[EXTRACTED MATERIAL Boundary: Start]
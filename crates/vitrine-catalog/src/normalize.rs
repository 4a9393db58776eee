//! Normalization of free-form price and stock text
//!
//! Both parsers recover locally: malformed price text becomes 0, malformed
//! stock text becomes the unavailable sentinel. Neither ever propagates a
//! failure.

use crate::types::StockLevel;

/// Normalize free-form currency text to a non-negative price.
///
/// Strips everything but digits and decimal points, then parses the leading
/// numeric run (a second `.` terminates it). Defaults to `0.0` when nothing
/// numeric survives, e.g. `"$1,234.50"` is 1234.5 and `"TBC"` is 0.
#[must_use]
pub fn normalize_price(raw: &str) -> f64 {
    let cleaned: String = raw
        .chars()
        .filter(|ch| ch.is_ascii_digit() || *ch == '.')
        .collect();
    leading_number(&cleaned).unwrap_or(0.0)
}

/// Normalize free-form stock text to a stock level.
///
/// Parses the leading numeric run of the trimmed text and rounds to the
/// nearest whole unit, so `"12.7 units"` is 13. Anything unparseable
/// (`"n/a"`, `""`) is `Unavailable`, never silently zero.
#[must_use]
pub fn normalize_stock(raw: &str) -> StockLevel {
    match leading_number(raw.trim()) {
        Some(value) if value >= 0.0 => StockLevel::Available(value.round() as u32),
        _ => StockLevel::Unavailable,
    }
}

/// Parse the longest leading `digits [. digits]` prefix of `text`.
///
/// Returns `None` when the prefix contains no digit at all.
fn leading_number(text: &str) -> Option<f64> {
    let mut end = 0;
    let mut seen_dot = false;
    let mut seen_digit = false;
    for (idx, ch) in text.char_indices() {
        match ch {
            '0'..='9' => {
                seen_digit = true;
                end = idx + 1;
            }
            '.' if !seen_dot => {
                seen_dot = true;
                end = idx + 1;
            }
            _ => break,
        }
    }
    if !seen_digit {
        return None;
    }
    text[..end].trim_end_matches('.').parse().ok()
}

#[cfg(test)]
mod tests {
    use super::*;

    #[test]
    fn price_strips_currency_markup() {
        assert_eq!(normalize_price("$1,234.50"), 1234.5);
        assert_eq!(normalize_price("NZD 20"), 20.0);
        assert_eq!(normalize_price("15.00"), 15.0);
    }

    #[test]
    fn price_defaults_to_zero_on_failure() {
        assert_eq!(normalize_price(""), 0.0);
        assert_eq!(normalize_price("TBC"), 0.0);
        assert_eq!(normalize_price("..."), 0.0);
    }

    #[test]
    fn price_stops_at_second_decimal_point() {
        // "1.2.3" reads as 1.2, matching leading-prefix parse semantics
        assert_eq!(normalize_price("1.2.3"), 1.2);
    }

    #[test]
    fn stock_rounds_to_nearest_unit() {
        assert_eq!(normalize_stock("12.7 units"), StockLevel::Available(13));
        assert_eq!(normalize_stock("12.2"), StockLevel::Available(12));
        assert_eq!(normalize_stock("0"), StockLevel::Available(0));
    }

    #[test]
    fn stock_unparseable_is_unavailable_not_zero() {
        assert_eq!(normalize_stock("n/a"), StockLevel::Unavailable);
        assert_eq!(normalize_stock(""), StockLevel::Unavailable);
        assert_eq!(normalize_stock("out of stock"), StockLevel::Unavailable);
        assert_eq!(normalize_stock("-5"), StockLevel::Unavailable);
    }

    #[test]
    fn stock_trims_surrounding_whitespace() {
        assert_eq!(normalize_stock("  7  "), StockLevel::Available(7));
    }
}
[EXTRACTED MATERIAL Boundary: End]
**EXERCISE PROMPT**
The full listing above needs to be output exactly.

**RESPONSE**
filename crates/vitrine-catalog/src/normalize.rs
repository 4a9393db58776eee
//! Normalization of free-form price and stock text
//!
//! Both parsers recover locally: malformed price text becomes 0, malformed
//! stock text becomes the unavailable sentinel. Neither ever propagates a
//! failure.

use crate::types::StockLevel;

/// Normalize free-form currency text to a non-negative price.
///
/// Strips everything but digits and decimal points, then parses the leading
/// numeric run (a second `.` terminates it). Defaults to `0.0` when nothing
/// numeric survives, e.g. `"$1,234.50"` is 1234.5 and `"TBC"` is 0.
#[must_use]
pub fn normalize_price(raw: &str) -> f64 {
    let cleaned: String = raw
        .chars()
        .filter(|ch| ch.is_ascii_digit() || *ch == '.')
        .collect();
    leading_number(&cleaned).unwrap_or(0.0)
}

/// Normalize free-form stock text to a stock level.
///
/// Parses the leading numeric run of the trimmed text and rounds to the
/// nearest whole unit, so `"12.7 units"` is 13. Anything unparseable
/// (`"n/a"`, `""`) is `Unavailable`, never silently zero.
#[must_use]
pub fn normalize_stock(raw: &str) -> StockLevel {
    match leading_number(raw.trim()) {
        Some(value) if value >= 0.0 => StockLevel::Available(value.round() as u32),
        _ => StockLevel::Unavailable,
    }
}

/// Parse the longest leading `digits [. digits]` prefix of `text`.
///
/// Returns `None` when the prefix contains no digit at all.
fn leading_number(text: &str) -> Option<f64> {
    let mut end = 0;
    let mut seen_dot = false;
    let mut seen_digit = false;
    for (idx, ch) in text.char_indices() {
        match ch {
            '0'..='9' => {
                seen_digit = true;
                end = idx + 1;
            }
            '.' if !seen_dot => {
                seen_dot = true;
                end = idx + 1;
            }
            _ => break,
        }
    }
    if !seen_digit {
        return None;
    }
    text[..end].trim_end_matches('.').parse().ok()
}

#[cfg(test)]
mod tests {
    use super::*;

    #[test]
    fn price_strips_currency_markup() {
        assert_eq!(normalize_price("$1,234.50"), 1234.5);
        assert_eq!(normalize_price("NZD 20"), 20.0);
        assert_eq!(normalize_price("15.00"), 15.0);
    }

    #[test]
    fn price_defaults_to_zero_on_failure() {
        assert_eq!(normalize_price(""), 0.0);
        assert_eq!(normalize_price("TBC"), 0.0);
        assert_eq!(normalize_price("..."), 0.0);
    }

    #[test]
    fn price_stops_at_second_decimal_point() {
        // "1.2.3" reads as 1.2, matching leading-prefix parse semantics
        assert_eq!(normalize_price("1.2.3"), 1.2);
    }

    #[test]
    fn stock_rounds_to_nearest_unit() {
        assert_eq!(normalize_stock("12.7 units"), StockLevel::Available(13));
        assert_eq!(normalize_stock("12.2"), StockLevel::Available(12));
        assert_eq!(normalize_stock("0"), StockLevel::Available(0));
    }

    #[test]
    fn stock_unparseable_is_unavailable_not_zero() {
        assert_eq!(normalize_stock("n/a"), StockLevel::Unavailable);
        assert_eq!(normalize_stock(""), StockLevel::Unavailable);
        assert_eq!(normalize_stock("out of stock"), StockLevel::Unavailable);
        assert_eq!(normalize_stock("-5"), StockLevel::Unavailable);
    }

    #[test]
    fn stock_trims_surrounding_whitespace() {
        assert_eq!(normalize_stock("  7  "), StockLevel::Available(7));
    }
}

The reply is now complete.